A mudança era clara, ele havida mudado... Não aceitou perder Sakura assim, mas não poderia fazer nada para mudar a situação!
Não era como nos livros que o protagonista tinha superpoderes assim salvando a mocinha do seu final trágico, ele só teria que aceitar a triste realidade que o destino estampava em seu rosto: de desistir dela.
Enquanto Sasuke lamentava sua perda e tentava voltar a sua vida normal e esquecer Sakura, em um lugar não muito distante dali, se encontrava Misa e Sasori:
– Sasori-kun... Você tem sido um excelente ator, confesso. – Pronunciou Misa calmamente.
– Essa é minha especialidade Misa, sabe que estou ao seu dispôr a hora que quiser. – Sorriu Sasori, olhando profundamente a prudência da garota.
– Você conseguiu conquistar a confiança daquela emozinha, e eu aos poucos estou tocando o coração de Sasuke, estaria tudo perfeito se ela não tivesse sofrido o acidente.
– Mas Misa, diga-me... Qual é sua intenção por trás disso?

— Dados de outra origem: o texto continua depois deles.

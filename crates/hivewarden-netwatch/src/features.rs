//! Socket entry → scorer feature vector mapping.
//!
//! The external scorer consumes a fixed 26-column vector per connection.
//! Column order is the contract: [`FEATURES`] is the single table defining
//! both the names and the extraction, and nothing else may reorder it.
//! The extractors approximate flow statistics from a point-in-time socket
//! snapshot, which is why several of them lean on the smoothed RTT.

use serde_json::{Map, Value};

use crate::types::SocketEntry;

pub const FEATURE_COUNT: usize = 26;

pub type FeatureVector = [f64; FEATURE_COUNT];

/// One feature column: its wire name and its extractor.
pub struct Feature {
    pub name: &'static str,
    extract: fn(&FlowView) -> f64,
}

/// Intermediate quantities shared by several extractors. Counters are
/// clamped to at least one so the ratio features stay finite.
pub struct FlowView {
    bytes_sent: f64,
    bytes_received: f64,
    segs_out: f64,
    segs_in: f64,
    data_segs_out: f64,
    total_segs: f64,
    total_bytes: f64,
    rtt_ms: f64,
    rtt_sec: f64,
    /// Estimated flow duration in microseconds.
    flow_duration: f64,
    send_rate: f64,
    mss: f64,
    retrans: f64,
    syn_state: bool,
}

impl FlowView {
    fn from_entry(entry: &SocketEntry) -> Self {
        let bytes_sent = (entry.bytes_sent.max(1)) as f64;
        let bytes_received = (entry.bytes_received.max(1)) as f64;
        let segs_out = (entry.segs_out.max(1)) as f64;
        let segs_in = (entry.segs_in.max(1)) as f64;
        let total_segs = segs_out + segs_in;
        // A snapshot has no flow timer; approximate with segment count at
        // the smoothed RTT (50ms default when the kernel reported none).
        let rtt_ms = if entry.rtt_ms > 0.0 { entry.rtt_ms } else { 50.0 };
        Self {
            bytes_sent,
            bytes_received,
            segs_out,
            segs_in,
            data_segs_out: entry.data_segs_out as f64,
            total_segs,
            total_bytes: bytes_sent + bytes_received,
            rtt_ms,
            rtt_sec: rtt_ms / 1000.0,
            flow_duration: total_segs * rtt_ms * 1000.0,
            send_rate: entry.send_rate,
            mss: entry.mss as f64,
            retrans: entry.retrans as f64,
            syn_state: entry.state == "SYN-SENT" || entry.state == "SYN-RECV",
        }
    }

    fn fwd_pkt_len_mean(&self) -> f64 {
        self.bytes_sent / self.segs_out
    }

    fn bwd_pkt_len_mean(&self) -> f64 {
        self.bytes_received / self.segs_in
    }

    fn flow_bytes_per_sec(&self) -> f64 {
        if self.rtt_sec > 0.0 {
            self.total_bytes / (self.total_segs * self.rtt_sec)
        } else {
            self.send_rate
        }
    }

    fn iat_mean(&self, segs: f64) -> f64 {
        if segs > 1.0 {
            self.flow_duration / (segs - 1.0)
        } else {
            self.flow_duration
        }
    }

    /// Raw 16-bit TCP window estimate; the scorer was trained on values
    /// clamped to the header field range.
    fn init_window(&self) -> f64 {
        let window = if self.mss > 0.0 { self.mss * 44.0 } else { 29_200.0 };
        window.min(65_535.0)
    }
}

/// The scorer schema, in wire order. Do not reorder.
pub const FEATURES: [Feature; FEATURE_COUNT] = [
    Feature { name: "flow_duration", extract: |v| v.flow_duration },
    Feature { name: "total_fwd_packets", extract: |v| v.segs_out },
    Feature { name: "total_bwd_packets", extract: |v| v.segs_in },
    Feature { name: "fwd_packet_length_mean", extract: FlowView::fwd_pkt_len_mean },
    Feature { name: "bwd_packet_length_mean", extract: FlowView::bwd_pkt_len_mean },
    Feature { name: "flow_bytes_per_sec", extract: FlowView::flow_bytes_per_sec },
    Feature { name: "flow_packets_per_sec", extract: |v| v.total_segs / (v.total_segs * v.rtt_sec) },
    Feature { name: "fwd_iat_mean", extract: |v| v.iat_mean(v.segs_out) },
    Feature { name: "bwd_iat_mean", extract: |v| v.iat_mean(v.segs_in) },
    Feature { name: "active_mean", extract: |v| v.flow_duration * 0.7 },
    // Every TCP flow carries at least one SYN from the handshake; a flow
    // still mid-handshake counts both directions.
    Feature { name: "syn_flag_count", extract: |v| if v.syn_state { 2.0 } else { 1.0 } },
    Feature { name: "rst_flag_count", extract: |v| if v.retrans > 3.0 { v.retrans.min(10.0) } else { 0.0 } },
    Feature { name: "psh_flag_count", extract: |v| if v.data_segs_out > 0.0 { v.data_segs_out } else { (v.segs_out * 0.6).floor().max(1.0) } },
    Feature { name: "ack_flag_count", extract: |v| v.total_segs },
    Feature { name: "fwd_header_length", extract: |v| v.segs_out * 32.0 },
    Feature { name: "bwd_header_length", extract: |v| v.segs_in * 32.0 },
    Feature { name: "avg_fwd_segment_size", extract: FlowView::fwd_pkt_len_mean },
    Feature { name: "avg_bwd_segment_size", extract: FlowView::bwd_pkt_len_mean },
    Feature { name: "bwd_packets_per_sec", extract: |v| v.segs_in / (v.total_segs * v.rtt_sec) },
    Feature { name: "down_up_ratio", extract: |v| v.bytes_received / v.bytes_sent },
    Feature { name: "avg_packet_size", extract: |v| v.total_bytes / v.total_segs },
    Feature { name: "init_win_bytes_forward", extract: FlowView::init_window },
    Feature { name: "init_win_bytes_backward", extract: FlowView::init_window },
    Feature { name: "subflow_fwd_packets", extract: |v| v.segs_out },
    Feature { name: "subflow_fwd_bytes", extract: |v| v.bytes_sent },
    Feature { name: "subflow_bwd_packets", extract: |v| v.segs_in },
];

/// Column names in wire order, for callers serializing vectors.
pub const FEATURE_COLUMNS: [&str; FEATURE_COUNT] = {
    let mut names = [""; FEATURE_COUNT];
    let mut i = 0;
    while i < FEATURE_COUNT {
        names[i] = FEATURES[i].name;
        i += 1;
    }
    names
};

/// Map one socket entry to its feature vector, in wire order.
pub fn feature_vector(entry: &SocketEntry) -> FeatureVector {
    let view = FlowView::from_entry(entry);
    let mut vector = [0.0; FEATURE_COUNT];
    for (slot, feature) in vector.iter_mut().zip(FEATURES.iter()) {
        *slot = (feature.extract)(&view);
    }
    vector
}

/// Serialize a vector as the named-column JSON object the scorer expects.
pub fn vector_to_event(vector: &FeatureVector) -> Value {
    let mut event = Map::with_capacity(FEATURE_COUNT);
    for (name, value) in FEATURE_COLUMNS.iter().zip(vector.iter()) {
        event.insert((*name).to_string(), Value::from(*value));
    }
    Value::Object(event)
}

#[cfg(test)]
mod tests {
    use super::*;

    fn sample_entry() -> SocketEntry {
        SocketEntry {
            state: "ESTAB".into(),
            bytes_sent: 15_234,
            bytes_received: 52_341,
            segs_out: 42,
            segs_in: 38,
            data_segs_out: 20,
            data_segs_in: 35,
            rtt_ms: 12.5,
            mss: 1448,
            ..SocketEntry::default()
        }
    }

    fn feature(vector: &FeatureVector, name: &str) -> f64 {
        let idx = FEATURE_COLUMNS
            .iter()
            .position(|n| *n == name)
            .unwrap_or_else(|| panic!("unknown feature {name}"));
        vector[idx]
    }

    #[test]
    fn column_order_is_pinned() {
        assert_eq!(FEATURE_COLUMNS.len(), 26);
        assert_eq!(FEATURE_COLUMNS[0], "flow_duration");
        assert_eq!(FEATURE_COLUMNS[10], "syn_flag_count");
        assert_eq!(FEATURE_COLUMNS[21], "init_win_bytes_forward");
        assert_eq!(FEATURE_COLUMNS[25], "subflow_bwd_packets");
        // No duplicates.
        for (i, a) in FEATURE_COLUMNS.iter().enumerate() {
            for b in &FEATURE_COLUMNS[i + 1..] {
                assert_ne!(a, b);
            }
        }
    }

    #[test]
    fn counters_map_field_by_field() {
        let v = feature_vector(&sample_entry());
        assert_eq!(feature(&v, "total_fwd_packets"), 42.0);
        assert_eq!(feature(&v, "total_bwd_packets"), 38.0);
        assert_eq!(feature(&v, "subflow_fwd_bytes"), 15_234.0);
        assert_eq!(feature(&v, "fwd_header_length"), 42.0 * 32.0);
        assert_eq!(feature(&v, "bwd_header_length"), 38.0 * 32.0);
        assert_eq!(feature(&v, "ack_flag_count"), 80.0);
        assert_eq!(feature(&v, "psh_flag_count"), 20.0);
    }

    #[test]
    fn duration_and_rates() {
        let v = feature_vector(&sample_entry());
        // 80 segments at 12.5ms smoothed RTT, in microseconds.
        assert_eq!(feature(&v, "flow_duration"), 80.0 * 12.5 * 1000.0);
        assert!((feature(&v, "active_mean") - 80.0 * 12.5 * 1000.0 * 0.7).abs() < 1e-6);
        let expected_bps = (15_234.0 + 52_341.0) / (80.0 * 0.0125);
        assert!((feature(&v, "flow_bytes_per_sec") - expected_bps).abs() < 1e-6);
    }

    #[test]
    fn packet_length_means() {
        let v = feature_vector(&sample_entry());
        assert!((feature(&v, "fwd_packet_length_mean") - 15_234.0 / 42.0).abs() < 1e-9);
        assert!((feature(&v, "bwd_packet_length_mean") - 52_341.0 / 38.0).abs() < 1e-9);
        assert_eq!(
            feature(&v, "avg_fwd_segment_size"),
            feature(&v, "fwd_packet_length_mean")
        );
        assert!((feature(&v, "down_up_ratio") - 52_341.0 / 15_234.0).abs() < 1e-9);
    }

    #[test]
    fn flag_counts_follow_state() {
        let established = feature_vector(&sample_entry());
        assert_eq!(feature(&established, "syn_flag_count"), 1.0);
        assert_eq!(feature(&established, "rst_flag_count"), 0.0);

        let mut handshake = sample_entry();
        handshake.state = "SYN-SENT".into();
        handshake.retrans = 6;
        let v = feature_vector(&handshake);
        assert_eq!(feature(&v, "syn_flag_count"), 2.0);
        assert_eq!(feature(&v, "rst_flag_count"), 6.0);
    }

    #[test]
    fn init_window_clamped_to_header_range() {
        let v = feature_vector(&sample_entry());
        assert_eq!(feature(&v, "init_win_bytes_forward"), 1448.0 * 44.0);
        assert!(feature(&v, "init_win_bytes_forward") <= 65_535.0);

        let mut no_mss = sample_entry();
        no_mss.mss = 0;
        let v = feature_vector(&no_mss);
        assert_eq!(feature(&v, "init_win_bytes_forward"), 29_200.0);
    }

    #[test]
    fn zero_counters_stay_finite() {
        let v = feature_vector(&SocketEntry::default());
        for (name, value) in FEATURE_COLUMNS.iter().zip(v.iter()) {
            assert!(value.is_finite(), "{name} not finite: {value}");
        }
    }

    #[test]
    fn event_serialization_uses_wire_names() {
        let v = feature_vector(&sample_entry());
        let event = vector_to_event(&v);
        let object = event.as_object().unwrap();
        assert_eq!(object.len(), 26);
        assert_eq!(
            object["total_fwd_packets"].as_f64().unwrap(),
            feature(&v, "total_fwd_packets")
        );
    }
}
//! # hivewarden-fleet
//!
//! The agent-fleet runtime: who is connected, and what have we asked them
//! to do.
//!
//! [`AgentRegistry`] is the single source of truth for connected agents
//! and their last-known state. [`Correlator`] pairs dispatched commands
//! with their eventual responses by correlation ID, with a single sweep
//! task expiring overdue commands. [`Fleet`] ties the two together behind
//! the dispatch API, and [`link`] hosts the JSON-lines TCP server the
//! agents stay connected to.

pub mod correlator;
pub mod error;
pub mod fleet;
pub mod link;
pub mod registry;

pub use correlator::Correlator;
pub use error::{FleetError, Result};
pub use fleet::Fleet;
pub use link::{run_link_server, AgentReport};
pub use registry::{AgentRegistry, LinkHandle};
//! CVE matching over an agent-reported package inventory.

use chrono::Utc;
use tracing::debug;

use hivewarden_core::types::AgentId;

use crate::corpus::CveCorpus;
use crate::dpkg;
use crate::error::Result;
use crate::types::{
    MatchedCve, PackageMatch, VersionParseFailure, VulnScanResult, VulnSummary,
};
use crate::version::PackageVersion;

/// Match a raw `dpkg -l` inventory against the corpus.
///
/// Per-package version parse failures are accumulated in the result and the
/// package excluded from matching; only a corpus failure aborts the scan.
pub fn scan_inventory(
    corpus: &CveCorpus,
    agent_id: &AgentId,
    raw_inventory: &str,
) -> Result<VulnScanResult> {
    let started_at = Utc::now();
    let packages = dpkg::parse_inventory(raw_inventory);

    let mut matches = Vec::new();
    let mut parse_failures = Vec::new();

    for package in &packages {
        let installed = match PackageVersion::parse(&package.raw_version) {
            Ok(version) => version,
            Err(_) => {
                debug!(package = %package.name, version = %package.raw_version,
                       "skipping package with unparseable version");
                parse_failures.push(VersionParseFailure {
                    package: package.name.clone(),
                    raw_version: package.raw_version.clone(),
                });
                continue;
            }
        };

        let candidates = corpus.candidates(&package.name)?;
        if candidates.is_empty() {
            continue;
        }

        let mut cves: Vec<MatchedCve> = candidates
            .into_iter()
            .filter(|entry| entry.range.contains(&installed))
            .map(|entry| MatchedCve {
                cve_id: entry.cve_id,
                severity: entry.severity,
                cvss_score: entry.cvss_score,
                title: entry.title,
            })
            .collect();

        if cves.is_empty() {
            continue;
        }
        cves.sort_by(|a, b| {
            b.severity
                .cmp(&a.severity)
                .then_with(|| a.cve_id.cmp(&b.cve_id))
        });
        matches.push(PackageMatch {
            package: package.name.clone(),
            version: package.raw_version.clone(),
            cves,
        });
    }

    matches.sort_by(|a, b| {
        let worst = |m: &PackageMatch| m.cves.first().map(|c| c.severity);
        worst(b)
            .cmp(&worst(a))
            .then_with(|| a.package.cmp(&b.package))
    });

    let summary = VulnSummary::tally(&matches);
    Ok(VulnScanResult {
        agent_id: agent_id.clone(),
        started_at,
        completed_at: Utc::now(),
        scanned: packages.len(),
        matches,
        parse_failures,
        summary,
    })
}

– Sakura é meu objetivo, simples.
– O que pretende fazer quando chegar nesse objetivo?
– Usarei ela para fazer a família Haruno desmoronar e assim acabar com o reinado deles, acho que já conversamos sobre isso antes Sasori-kun.
– De fato és uma mulher bem vingativa e isso é o que mais me atrai em você.
– E eu gosto desse seu jeito cínico de ser, enganar todos a sua volta igual você fez, não é para qualquer um! – Exclamou, alegre. – Contudo, tenho pedido extra a fazer-lhe.
– Realizarei com toda certeza.
– Quero que entre no hospital Haruno e consiga informações do estado dela.
– Só isso? Pensei que seria algo mais desafiador, enfim, até o final do dia darei essas informações.
– Obrigada Sasori, e não deixe ninguém suspeitar de você.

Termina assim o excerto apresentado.